Femur Fracture Fixation with Dynamic Hip Screw

As with any joint in the body, fractures may occur in different areas of the bone. When a fracture occurs in the femur or thighbone at the hip joint, fracture fixation with a dynamic hip screw may be a good option. Of course, the best option for treating a femur fracture depends on a complete evaluation and diagnosis by an experienced surgeon like Dr. Manning.

During the initial evaluation, Dr. Manning will review any imaging, including x-rays and possibly MRIs, to understand the nature of the fracture and whether any soft tissue has been compromised along with it. At this point, the decision as to which procedure is best can be made.
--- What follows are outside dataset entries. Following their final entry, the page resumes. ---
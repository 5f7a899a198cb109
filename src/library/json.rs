//! Typed accessors over `json` values, with errors that remember where they happened.

use json::JsonValue;

pub(super) trait SerialExtend {
	fn as_object(&self) -> Option<&json::object::Object>;
}

impl SerialExtend for JsonValue {
	fn as_object(&self) -> Option<&json::object::Object> {
		if let JsonValue::Object(object) = self {
			Some(object)
		} else {
			None
		}
	}
}

pub type JsonResult<T> = Result<T, JsonError>;

#[derive(Debug, Clone, PartialEq, Eq, thiserror::Error)]
pub enum JsonError {
	#[error("Key {0:?} does not exist")]
	KeyDoesNotExist(String),
	#[error("Value at {0:?} is not an object")]
	ValueIsNotObject(String),
	#[error("Value at {0:?} is not a list")]
	ValueIsNotList(String),
	#[error("Value at {0:?} is not a string")]
	ValueIsNotString(String),
	#[error("Value at {0:?} is not a number")]
	ValueIsNotNumber(String),
	#[error("Value at {0:?} is not a bool")]
	ValueIsNotBool(String),
	#[error("Error while parsing int at {0:?}\n  - number out of scope")]
	ParseIntError(String),
	#[error("Error in list at index {index}\n  - {inner}")]
	ErrorInList { index: usize, inner: Box<JsonError> },
	#[error("Error in object at {key:?}\n  - {inner}")]
	ErrorInObject { key: String, inner: Box<JsonError> },
}

impl JsonError {
	pub fn nested(self, key: &str) -> Self {
		Self::ErrorInObject {
			key: key.to_owned(),
			inner: Box::new(self),
		}
	}

	pub fn in_list(self, index: usize) -> Self {
		Self::ErrorInList {
			index,
			inner: Box::new(self),
		}
	}
}

#[derive(Clone, Copy)]
pub struct JsonObject<'a>(pub &'a json::object::Object);

impl<'a> JsonObject<'a> {
	fn get(&self, key: &str) -> JsonResult<&'a JsonValue> {
		match self.0.get(key) {
			Some(value) => Ok(value),
			None => Err(JsonError::KeyDoesNotExist(key.to_owned())),
		}
	}

	/// Whether the key exists and holds something other than `null`.
	pub fn has(&self, key: &str) -> bool {
		self.0.get(key).is_some_and(|value| !value.is_null())
	}

	pub fn iter(&self) -> impl Iterator<Item = (&'a str, &'a JsonValue)> {
		self.0.iter()
	}

	pub fn get_object(&self, key: &str) -> JsonResult<JsonObject<'a>> {
		match self.get(key)?.as_object() {
			Some(obj) => Ok(JsonObject(obj)),
			None => Err(JsonError::ValueIsNotObject(key.to_owned())),
		}
	}

	pub fn get_list(&self, key: &str) -> JsonResult<&'a [JsonValue]> {
		match self.get(key)? {
			JsonValue::Array(arr) => Ok(arr),
			_ => Err(JsonError::ValueIsNotList(key.to_owned())),
		}
	}

	/// A list that may be left out, defaulting to empty.
	pub fn get_optional_list(&self, key: &str) -> JsonResult<&'a [JsonValue]> {
		if self.has(key) {
			self.get_list(key)
		} else {
			Ok(&[])
		}
	}

	pub fn get_nullable_str(&self, key: &str) -> JsonResult<Option<&'a str>> {
		let Some(val) = self.0.get(key) else {
			return Ok(None);
		};
		if val.is_null() {
			return Ok(None);
		}
		match val.as_str() {
			Some(val) => Ok(Some(val)),
			None => Err(JsonError::ValueIsNotString(key.to_owned())),
		}
	}

	pub fn get_str(&self, key: &str) -> JsonResult<&'a str> {
		match self.get(key)?.as_str() {
			Some(val) => Ok(val),
			None => Err(JsonError::ValueIsNotString(key.to_owned())),
		}
	}

	fn get_number(&self, key: &str) -> JsonResult<json::number::Number> {
		match self.get(key)?.as_number() {
			Some(val) => Ok(val),
			None => Err(JsonError::ValueIsNotNumber(key.to_owned())),
		}
	}

	pub fn get_f32(&self, key: &str) -> JsonResult<f32> {
		Ok(self.get_number(key)?.into())
	}

	pub fn get_u32(&self, key: &str) -> JsonResult<u32> {
		self.get_number(key)?
			.try_into()
			.map_err(|_| JsonError::ParseIntError(key.to_owned()))
	}

	pub fn get_i32(&self, key: &str) -> JsonResult<i32> {
		self.get_number(key)?
			.try_into()
			.map_err(|_| JsonError::ParseIntError(key.to_owned()))
	}

	pub fn get_bool(&self, key: &str) -> JsonResult<bool> {
		match self.get(key)?.as_bool() {
			Some(val) => Ok(val),
			None => Err(JsonError::ValueIsNotBool(key.to_owned())),
		}
	}

	/// A bool that may be left out, defaulting to `false`.
	pub fn get_flag(&self, key: &str) -> JsonResult<bool> {
		if self.has(key) {
			self.get_bool(key)
		} else {
			Ok(false)
		}
	}

	/// Flat list of numbers.
	pub fn get_f32s(&self, key: &str) -> JsonResult<Vec<f32>> {
		let list = self.get_list(key)?;
		list.iter()
			.enumerate()
			.map(|(i, val)| match val.as_f32() {
				Some(val) => Ok(val),
				None => Err(JsonError::ValueIsNotNumber(i.to_string()).nested(key)),
			})
			.collect()
	}

	/// Flat list of non-negative integers.
	pub fn get_u32s(&self, key: &str) -> JsonResult<Vec<u32>> {
		let list = self.get_list(key)?;
		list.iter()
			.enumerate()
			.map(|(i, val)| match val.as_u32() {
				Some(val) => Ok(val),
				None => Err(JsonError::ParseIntError(i.to_string()).nested(key)),
			})
			.collect()
	}

	/// List of strings, or `null`s.
	pub fn get_nullable_strs(&self, key: &str) -> JsonResult<Vec<Option<&'a str>>> {
		let list = self.get_list(key)?;
		list.iter()
			.enumerate()
			.map(|(i, val)| match val {
				JsonValue::Null => Ok(None),
				val => match val.as_str() {
					Some(s) => Ok(Some(s)),
					None => Err(JsonError::ValueIsNotString(i.to_string()).nested(key)),
				},
			})
			.collect()
	}
}

#[cfg(test)]
mod tests {
	use super::*;

	fn object(src: &str) -> json::JsonValue {
		json::parse(src).unwrap()
	}

	#[test]
	fn typed_getters() {
		let value = object(r#"{"name": "CharRig", "size": 512, "uvs": [0.5, 1], "loops": [0, 1, 2], "hidden": true}"#);
		let obj = JsonObject(value.as_object().unwrap());

		assert_eq!(obj.get_str("name").unwrap(), "CharRig");
		assert_eq!(obj.get_u32("size").unwrap(), 512);
		assert_eq!(obj.get_f32s("uvs").unwrap(), vec![0.5, 1.0]);
		assert_eq!(obj.get_u32s("loops").unwrap(), vec![0, 1, 2]);
		assert!(obj.get_flag("hidden").unwrap());
		assert!(!obj.get_flag("exclude").unwrap());
		assert_eq!(obj.get_nullable_str("parent").unwrap(), None);
		assert!(obj.get_optional_list("children").unwrap().is_empty());
	}

	#[test]
	fn errors_carry_their_path() {
		let value = object(r#"{"loops": [0, -1], "name": 3}"#);
		let obj = JsonObject(value.as_object().unwrap());

		assert_eq!(
			obj.get_u32s("loops").unwrap_err(),
			JsonError::ParseIntError("1".to_owned()).nested("loops")
		);
		assert_eq!(obj.get_str("name").unwrap_err(), JsonError::ValueIsNotString("name".to_owned()));
		assert_eq!(obj.get_list("nope").unwrap_err(), JsonError::KeyDoesNotExist("nope".to_owned()));
	}
}
//! Flattening each selected mesh's shading into one PNG in its own UDIM tile,
//! then pointing its material at that image.

mod rewire;
mod scratch;
mod udim;

use std::fs;
use std::io;
use std::path::{Path, PathBuf};

use image::ImageError;
use tracing::{debug, error, info, warn};

use crate::config::Config;
use crate::host::{BakeRenderer, BakeSettings, RenderError};
use crate::naming;
use crate::scene::{
	Image, ImageId, MaterialId, MeshId, NodeId, NodeTreeError, ObjectId, ObjectKind, ObjectMode, Scene, SceneError,
};

use scratch::BakeScratch;

pub use rewire::BAKED_RESULT;
pub use scratch::TEMP_UV_LAYER;
pub use udim::UdimTile;

#[derive(Debug, thiserror::Error)]
pub enum TextureBakeError {
	#[error("No valid mesh objects selected")]
	NoValidSelection,
	#[error("Could not create output directory {}", path.display())]
	OutputDir {
		path: PathBuf,
		#[source]
		source: io::Error,
	},
	#[error("UV layer {0:?} disappeared during the bake")]
	MissingUvLayer(String),
	#[error("Could not write or read back {}", path.display())]
	Image {
		path: PathBuf,
		#[source]
		source: ImageError,
	},
	#[error(transparent)]
	Render(#[from] RenderError),
	#[error(transparent)]
	NodeTree(#[from] NodeTreeError),
	#[error(transparent)]
	Scene(#[from] SceneError),
}

/// Why a mesh was left out of a texture bake.
#[derive(Debug, Clone, Copy, PartialEq, Eq)]
pub enum SkipReason {
	NoActiveUv,
	/// The active UV layer holds no coordinates.
	EmptyUv,
	NoMaterial,
}

#[derive(Debug, Clone, PartialEq, Eq)]
pub struct SkippedMesh {
	pub object: String,
	pub reason: SkipReason,
}

#[derive(Debug)]
pub struct FailedMesh {
	pub object: String,
	pub error: TextureBakeError,
}

#[derive(Debug, Clone, PartialEq, Eq)]
pub struct BakedMesh {
	pub object: ObjectId,
	pub tile: UdimTile,
	/// The written PNG.
	pub path: PathBuf,
	/// Image loaded back from `path`.
	pub image: ImageId,
	/// The `BAKED_RESULT` node now feeding the surface.
	pub node: NodeId,
}

/// Per-mesh outcome of a texture bake. Skips and failures do not stop the other meshes.
#[derive(Debug, Default)]
pub struct BakeReport {
	pub baked: Vec<BakedMesh>,
	pub skipped: Vec<SkippedMesh>,
	pub failed: Vec<FailedMesh>,
}

enum Outcome {
	Baked(BakedMesh),
	Skipped(SkipReason),
}

/// What a mesh bake works on, gathered before anything is created.
struct Prepared {
	name: String,
	mesh: MeshId,
	material: MaterialId,
	uv_layer: String,
	tile: UdimTile,
}

/// Bakes every selected mesh except those with an excluded suffix. See [`bake_textures`].
pub fn bake_selected(
	scene: &mut Scene,
	renderer: &mut dyn BakeRenderer,
	config: &Config,
) -> Result<BakeReport, TextureBakeError> {
	let selection = scene.selected_objects();
	bake_textures(scene, renderer, config, &selection)
}

/// Bakes each mesh of `selection` into `{object}_{tile}.png` under the output directory.
///
/// Per mesh: the active UV layer is shifted onto the unit square in a temporary layer,
/// the primary material's diffuse colour is rendered into a fresh target image, the PNG
/// is written, the original UV layer is shifted by the same amount and the material is
/// rewired to sample the written image. Temporary layers, nodes and the target image are
/// removed on every path out of a mesh bake.
///
/// Non-mesh objects and meshes whose base name ends with an excluded suffix are ignored.
/// Fails without touching the scene when nothing is left to bake.
pub fn bake_textures(
	scene: &mut Scene,
	renderer: &mut dyn BakeRenderer,
	config: &Config,
	selection: &[ObjectId],
) -> Result<BakeReport, TextureBakeError> {
	let excluded = &config.texture_bake.excluded_suffixes;
	let mut meshes: Vec<ObjectId> = Vec::new();
	for &id in selection {
		let Ok(object) = scene.object(id) else {
			continue;
		};
		if object.kind() == ObjectKind::Mesh && !naming::has_excluded_suffix(&object.name, excluded) && !meshes.contains(&id)
		{
			meshes.push(id);
		}
	}
	if meshes.is_empty() {
		return Err(TextureBakeError::NoValidSelection);
	}

	let out_dir = config.resolved_output_dir();
	fs::create_dir_all(&out_dir).map_err(|source| TextureBakeError::OutputDir {
		path: out_dir.clone(),
		source,
	})?;

	let settings = BakeSettings {
		margin: config.texture_bake.margin,
		samples: config.texture_bake.samples,
		..Default::default()
	};

	let mut report = BakeReport::default();
	for id in meshes {
		let name = scene.object(id)?.name.clone();
		scene.deselect_all();
		scene.select(id, true)?;
		scene.set_active(Some(id));
		scene.object_mut(id)?.mode = ObjectMode::Object;

		match bake_mesh(scene, renderer, config, &settings, &out_dir, id) {
			Ok(Outcome::Baked(baked)) => {
				info!("Baked {name:?} into {}", baked.path.display());
				report.baked.push(baked);
			}
			Ok(Outcome::Skipped(reason)) => {
				warn!("Skipping {name:?}: {reason:?}");
				report.skipped.push(SkippedMesh { object: name, reason });
			}
			Err(e) => {
				error!("Baking {name:?} failed: {e}");
				report.failed.push(FailedMesh { object: name, error: e });
			}
		}
	}

	info!(
		"Texture bake finished: {} baked, {} skipped, {} failed",
		report.baked.len(),
		report.skipped.len(),
		report.failed.len()
	);
	Ok(report)
}

fn prepare(scene: &Scene, id: ObjectId) -> Result<Result<Prepared, SkipReason>, TextureBakeError> {
	let object = scene.object(id)?;
	let Some(mesh_id) = object.mesh() else {
		return Err(SceneError::MissingObject(id).into());
	};
	let mesh = scene.mesh(mesh_id)?;

	let Some(layer) = mesh.active_uv_layer() else {
		return Ok(Err(SkipReason::NoActiveUv));
	};
	let Some(tile) = UdimTile::of_layer(layer) else {
		return Ok(Err(SkipReason::EmptyUv));
	};
	let Some(material) = object.primary_material() else {
		return Ok(Err(SkipReason::NoMaterial));
	};

	Ok(Ok(Prepared {
		name: object.name.clone(),
		mesh: mesh_id,
		material,
		uv_layer: layer.name.clone(),
		tile,
	}))
}

fn bake_mesh(
	scene: &mut Scene,
	renderer: &mut dyn BakeRenderer,
	config: &Config,
	settings: &BakeSettings,
	out_dir: &Path,
	id: ObjectId,
) -> Result<Outcome, TextureBakeError> {
	let job = match prepare(scene, id)? {
		Ok(job) => job,
		Err(reason) => return Ok(Outcome::Skipped(reason)),
	};
	let tile = job.tile;
	debug!("{:?} sits in tile {tile}", job.name);

	let size = config.texture_bake.image_size;
	let target = Image::new_generated(format!("Bake_{}_{tile}", job.name), size, size, true);
	let mut scratch = BakeScratch::begin(scene, job.mesh, job.material, &job.uv_layer, tile, target)?;

	let target = scratch.image();
	let pixels = renderer.bake(scratch.scene(), id, target, settings)?;

	let path = out_dir.join(format!("{}_{tile}.png", job.name));
	let image_error = |source| TextureBakeError::Image {
		path: path.clone(),
		source,
	};
	let scene = scratch.scene_mut();
	let target = scene.image_mut(target)?;
	target.pixels = pixels;
	target.save_png(&path).map_err(image_error)?;
	let baked = Image::load(&path).map_err(image_error)?;

	let image = scene.images.insert(baked);
	let node = match rewire::rewire_to_baked(&mut scene.material_mut(job.material)?.node_tree, image) {
		Ok(node) => node,
		Err(e) => {
			scene.remove_image_if_orphan(image);
			return Err(e.into());
		}
	};
	debug!("Rewired material {:?} of {:?}", job.material, job.name);

	// only a rewired material samples the baked tile through unit-square UVs
	scene
		.mesh_mut(job.mesh)?
		.uv_layer_mut(&job.uv_layer)
		.ok_or_else(|| TextureBakeError::MissingUvLayer(job.uv_layer.clone()))?
		.translate(tile.to_unit());

	drop(scratch);
	Ok(Outcome::Baked(BakedMesh {
		object: id,
		tile,
		path,
		image,
		node,
	}))
}
use crate::scene::{
	DataStore, Extension, Image, ImageId, ImageSource, Interpolation, NodeId, NodeTree, NodeTreeError, ShaderNodeKind,
};

/// Name of the image node sampling the baked texture.
pub const BAKED_RESULT: &str = "BAKED_RESULT";

/// Adds a UV source bound to `uv_map` and feeds it to every node sampling a tiled image,
/// so those keep addressing absolute tile space while another UV layer is active.
pub(super) fn lock_tiled_textures(
	tree: &mut NodeTree,
	images: &DataStore<ImageId, Image>,
	uv_map: &str,
) -> Result<NodeId, NodeTreeError> {
	let uv_source = tree.add(ShaderNodeKind::UvMap {
		uv_map: uv_map.to_owned(),
	});

	let tiled: Vec<NodeId> = (tree.nodes())
		.filter(|node| {
			(node.image().and_then(|image| images.get(image))).is_some_and(|image| image.source == ImageSource::Tiled)
		})
		.map(|node| node.id)
		.collect();
	for node in tiled {
		tree.link(uv_source, "UV", node, "Vector")?;
	}
	Ok(uv_source)
}

/// Makes the surface output come from the baked image: its colour drives a diffuse shader
/// and its alpha mixes that with a transparent one.
///
/// ```text
/// BAKED_RESULT.Color -> Diffuse.Color
/// BAKED_RESULT.Alpha -> Mix.Fac
/// Transparent.BSDF   -> Mix.Shader
/// Diffuse.BSDF       -> Mix.Shader_001
/// Mix.Shader         -> Output.Surface
/// ```
pub(super) fn rewire_to_baked(tree: &mut NodeTree, image: ImageId) -> Result<NodeId, NodeTreeError> {
	let result = tree.add_named(
		BAKED_RESULT,
		ShaderNodeKind::TexImage {
			image: Some(image),
			interpolation: Interpolation::Closest,
			extension: Extension::Clip,
		},
	);
	let diffuse = tree.add(ShaderNodeKind::BsdfDiffuse);
	let transparent = tree.add(ShaderNodeKind::BsdfTransparent);
	let mix = tree.add(ShaderNodeKind::MixShader);
	let mut added = vec![result, diffuse, transparent, mix];
	let output = match tree.output_node() {
		Some(output) => output,
		None => {
			let output = tree.add(ShaderNodeKind::OutputMaterial);
			added.push(output);
			output
		}
	};

	// the surface link goes last, it replaces whatever fed the output before
	link_or_remove(
		tree,
		&added,
		&[
			(result, "Color", diffuse, "Color"),
			(result, "Alpha", mix, "Fac"),
			(transparent, "BSDF", mix, "Shader"),
			(diffuse, "BSDF", mix, "Shader_001"),
			(mix, "Shader", output, "Surface"),
		],
	)?;
	Ok(result)
}

/// Makes every link in order, removing the `added` nodes again if one of them fails.
fn link_or_remove(
	tree: &mut NodeTree,
	added: &[NodeId],
	links: &[(NodeId, &str, NodeId, &str)],
) -> Result<(), NodeTreeError> {
	let linked = (links.iter()).try_for_each(|&(from, output, to, input)| tree.link(from, output, to, input));
	if linked.is_err() {
		for &node in added {
			tree.remove(node);
		}
	}
	linked
}
//! Data-block naming conventions.

/// Strips a trailing host disambiguation suffix (`.001`, `.012`, ...) from a name.
///
/// Only an all-digit suffix after the last dot counts, so `Skin 2.001` becomes `Skin 2`
/// while `Hair.Long` stays as is.
pub fn base_name(name: &str) -> &str {
	match name.rsplit_once('.') {
		Some((base, suffix)) if !base.is_empty() && !suffix.is_empty() && suffix.bytes().all(|b| b.is_ascii_digit()) => {
			base
		}
		_ => name,
	}
}

/// `{prefix}_{base}` where `base` is the stripped base name of `name`.
pub fn prefixed(prefix: &str, name: &str) -> String {
	format!("{prefix}_{}", base_name(name))
}

/// Name given to a duplicate when `name` is taken: `{base}.{n:03}`.
pub(crate) fn numbered(name: &str, n: usize) -> String {
	format!("{}.{n:03}", base_name(name))
}

/// Whether the stripped base name ends with any of the given suffixes.
pub fn has_excluded_suffix<S: AsRef<str>>(name: &str, suffixes: &[S]) -> bool {
	let base = base_name(name);
	suffixes.iter().any(|suffix| base.ends_with(suffix.as_ref()))
}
During a femur fracture fixation, patients will be under general anesthesia and a single incision will be made above the femur. Soft tissue structures will be moved aside to expose the fractured area of the femur so that it can be properly evaluated. The fracture will be set so that the two ends of bone are back in their normal position. At this point, a hole is drilled through the side if the femur and into the head. Next, a permanent, locking surgical screw (lag screw) is inserted to reattach the two parts of the femur, stabilizing the fracture and bringing the bone together. The screw is supported by a metal plate attached to the side of the femur and further stabilized with additional screws.
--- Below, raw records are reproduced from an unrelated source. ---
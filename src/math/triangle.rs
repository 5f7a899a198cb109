use glam::{Mat2, Vec2};

/// Triangles with less area than this cover no pixel.
const MIN_AREA: f32 = 1e-12;

/// Undefined if point is exactly on the edge.
///
/// Due to floating point precision a sample point rarely lands exactly on an edge, and for points that
/// close to it the answer does not matter much.
pub fn is_point_in_triangle(p: Vec2, triangle: &[Vec2; 3]) -> bool {
	#[inline]
	fn sign(p1: Vec2, p2: Vec2, p3: Vec2) -> f32 {
		Mat2::from_cols(p1, p2).sub_mat2(&Mat2::from_cols(p3, p3)).determinant()
	}

	let [p1, p2, p3] = *triangle;

	let d1 = sign(p, p1, p2);
	let d2 = sign(p, p2, p3);
	let d3 = sign(p, p3, p1);

	let has_neg = d1.is_sign_negative() || d2.is_sign_negative() || d3.is_sign_negative();
	let has_pos = d1.is_sign_positive() || d2.is_sign_positive() || d3.is_sign_positive();

	!(has_neg && has_pos)
}

/// Return bottom-left and top-right corners of the smallest covering rectangle over a list of points.
#[inline]
pub fn get_bounds<'a>(vertices: impl Iterator<Item = &'a Vec2>) -> (Vec2, Vec2) {
	let (mut x, mut y, mut z, mut w) = (f32::INFINITY, f32::INFINITY, f32::NEG_INFINITY, f32::NEG_INFINITY);
	vertices.for_each(|v| {
		(x, y, z, w) = (x.min(v.x), y.min(v.y), z.max(v.x), w.max(v.y));
	});
	(Vec2::new(x, y), Vec2::new(z, w))
}

/// Signed area, positive for counter-clockwise winding.
#[inline]
pub fn signed_area(triangle: &[Vec2; 3]) -> f32 {
	let [a, b, c] = *triangle;
	(b - a).perp_dot(c - a) * 0.5
}

/// Pixels of a `width`×`height` image whose centers a UV-space triangle covers.
///
/// The image spans the unit UV square with row 0 at V = 1. Parts of the triangle outside the unit
/// square are clipped away.
pub fn covered_pixels(uv_triangle: &[Vec2; 3], width: u32, height: u32) -> Vec<(u32, u32)> {
	if width == 0 || height == 0 || signed_area(uv_triangle).abs() < MIN_AREA {
		return Vec::new();
	}

	let size = Vec2::new(width as f32, height as f32);
	let to_pixel = |uv: Vec2| Vec2::new(uv.x, 1.0 - uv.y) * size;
	let triangle = uv_triangle.map(to_pixel);

	let (lo, hi) = get_bounds(triangle.iter());
	let x_begin = (lo.x - 0.5).ceil().max(0.0) as u32;
	let y_begin = (lo.y - 0.5).ceil().max(0.0) as u32;
	let x_end = (hi.x - 0.5).floor().min(size.x - 1.0);
	let y_end = (hi.y - 0.5).floor().min(size.y - 1.0);
	if x_end < 0.0 || y_end < 0.0 {
		return Vec::new();
	}

	let mut pixels = Vec::new();
	for y in y_begin..=y_end as u32 {
		for x in x_begin..=x_end as u32 {
			let center = Vec2::new(x as f32 + 0.5, y as f32 + 0.5);
			if is_point_in_triangle(center, &triangle) {
				pixels.push((x, y));
			}
		}
	}
	pixels
}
Advantages of femur fracture fixation with a dynamic screw is that the head of the femur is retained. Of course, this is only possible if the head of the femur remains healthy and fully intact. By keeping the natural structure of the femur, the hip joint is not compromised, and patients are often able to return to normal activity upon full recovery.
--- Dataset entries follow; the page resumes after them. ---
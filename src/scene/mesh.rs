use glam::{Vec2, Vec3};

use super::store::impl_data_block;

/// Per-loop UV coordinates.
#[derive(Debug, Clone, PartialEq)]
pub struct UvLayer {
	pub name: String,
	/// One coordinate per loop of the owning mesh.
	pub uvs: Vec<Vec2>,
}

impl UvLayer {
	/// Moves every coordinate by `delta`.
	pub fn translate(&mut self, delta: Vec2) {
		for uv in &mut self.uvs {
			*uv += delta;
		}
	}

	/// Component-wise minimum over all coordinates, `None` for an empty layer.
	pub fn min(&self) -> Option<Vec2> {
		self.uvs.iter().copied().reduce(Vec2::min)
	}
}

/// Triangulated mesh geometry.
#[derive(Debug, Clone, PartialEq, Default)]
pub struct Mesh {
	pub name: String,
	pub vertices: Vec<Vec3>,
	/// Vertex index of each triangle corner. Three loops make a triangle.
	pub loops: Vec<u32>,
	pub uv_layers: Vec<UvLayer>,
	active_uv: Option<usize>,
}

impl_data_block!(Mesh);

impl Mesh {
	pub fn new(name: impl Into<String>, vertices: Vec<Vec3>, loops: Vec<u32>) -> Self {
		Self {
			name: name.into(),
			vertices,
			loops,
			uv_layers: Vec::new(),
			active_uv: None,
		}
	}

	pub fn triangle_count(&self) -> usize {
		self.loops.len() / 3
	}

	pub fn active_uv_layer(&self) -> Option<&UvLayer> {
		self.uv_layers.get(self.active_uv?)
	}

	pub fn uv_layer(&self, name: &str) -> Option<&UvLayer> {
		self.uv_layers.iter().find(|layer| layer.name == name)
	}

	pub fn uv_layer_mut(&mut self, name: &str) -> Option<&mut UvLayer> {
		self.uv_layers.iter_mut().find(|layer| layer.name == name)
	}

	/// Adds a UV layer, returning its (uniquified) name. The first layer becomes active.
	///
	/// `uvs` is resized to the loop count; missing coordinates are zero.
	pub fn add_uv_layer(&mut self, name: &str, mut uvs: Vec<Vec2>) -> String {
		let mut unique = name.to_owned();
		let mut n = 1;
		while self.uv_layer(&unique).is_some() {
			unique = crate::naming::numbered(name, n);
			n += 1;
		}

		uvs.resize(self.loops.len(), Vec2::ZERO);
		self.uv_layers.push(UvLayer {
			name: unique.clone(),
			uvs,
		});
		if self.active_uv.is_none() {
			self.active_uv = Some(self.uv_layers.len() - 1);
		}
		unique
	}

	/// Removes a UV layer by name. The active layer index follows the remaining layers.
	pub fn remove_uv_layer(&mut self, name: &str) -> Option<UvLayer> {
		let index = self.uv_layers.iter().position(|layer| layer.name == name)?;
		let layer = self.uv_layers.remove(index);

		self.active_uv = match self.active_uv {
			_ if self.uv_layers.is_empty() => None,
			Some(active) if active > index => Some(active - 1),
			Some(active) if active == index => Some(index.min(self.uv_layers.len() - 1)),
			other => other,
		};
		Some(layer)
	}

	/// Makes the named layer active. Returns `false` if there is no such layer.
	pub fn set_active_uv_layer(&mut self, name: &str) -> bool {
		match self.uv_layers.iter().position(|layer| layer.name == name) {
			Some(index) => {
				self.active_uv = Some(index);
				true
			}
			None => false,
		}
	}

	/// UV coordinates of the `i`-th triangle in `layer`.
	pub fn uv_triangle(&self, layer: &UvLayer, i: usize) -> [Vec2; 3] {
		[layer.uvs[3 * i], layer.uvs[3 * i + 1], layer.uvs[3 * i + 2]]
	}
}

#[cfg(test)]
mod tests {
	use glam::vec2;

	use super::*;

	fn quad() -> Mesh {
		Mesh::new(
			"Quad",
			vec![Vec3::ZERO, Vec3::X, Vec3::Y, Vec3::ONE],
			vec![0, 1, 2, 1, 3, 2],
		)
	}

	#[test]
	fn first_layer_becomes_active() {
		let mut mesh = quad();
		assert!(mesh.active_uv_layer().is_none());

		let name = mesh.add_uv_layer("UVMap", vec![vec2(0.5, 0.5); 6]);
		assert_eq!(name, "UVMap");
		assert_eq!(mesh.active_uv_layer().unwrap().name, "UVMap");

		let second = mesh.add_uv_layer("UVMap", Vec::new());
		assert_eq!(second, "UVMap.001");
		assert_eq!(mesh.uv_layer(&second).unwrap().uvs.len(), 6);
		assert_eq!(mesh.active_uv_layer().unwrap().name, "UVMap");
	}

	#[test]
	fn removing_layers_keeps_active_index_valid() {
		let mut mesh = quad();
		mesh.add_uv_layer("A", Vec::new());
		mesh.add_uv_layer("B", Vec::new());
		mesh.add_uv_layer("C", Vec::new());
		assert!(mesh.set_active_uv_layer("C"));

		mesh.remove_uv_layer("A");
		assert_eq!(mesh.active_uv_layer().unwrap().name, "C");

		mesh.remove_uv_layer("C");
		assert_eq!(mesh.active_uv_layer().unwrap().name, "B");

		mesh.remove_uv_layer("B");
		assert!(mesh.active_uv_layer().is_none());
		assert!(mesh.remove_uv_layer("B").is_none());
	}

	#[test]
	fn uv_min_and_translate() {
		let mut layer = UvLayer {
			name: "UVMap".to_owned(),
			uvs: vec![vec2(1.25, 0.5), vec2(1.75, 0.1), vec2(1.5, 0.9)],
		};
		assert_eq!(layer.min(), Some(vec2(1.25, 0.1)));

		layer.translate(vec2(-1.0, 0.0));
		assert_eq!(layer.min(), Some(vec2(0.25, 0.1)));
	}
}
After surgery, patients will require a hospital stay of a few days to evaluate the progress of the early recovery. Physical therapy will be initiated within a few days after surgery in order to speed healing and improve the musculature around the hip. For anywhere between three and six weeks, patients will not be able to put body weight on the affected leg. Crutches will be necessary during this time. The amount of time before patients can put full weight on their leg will vary, depending on the severity of the fracture and progression of their recovery.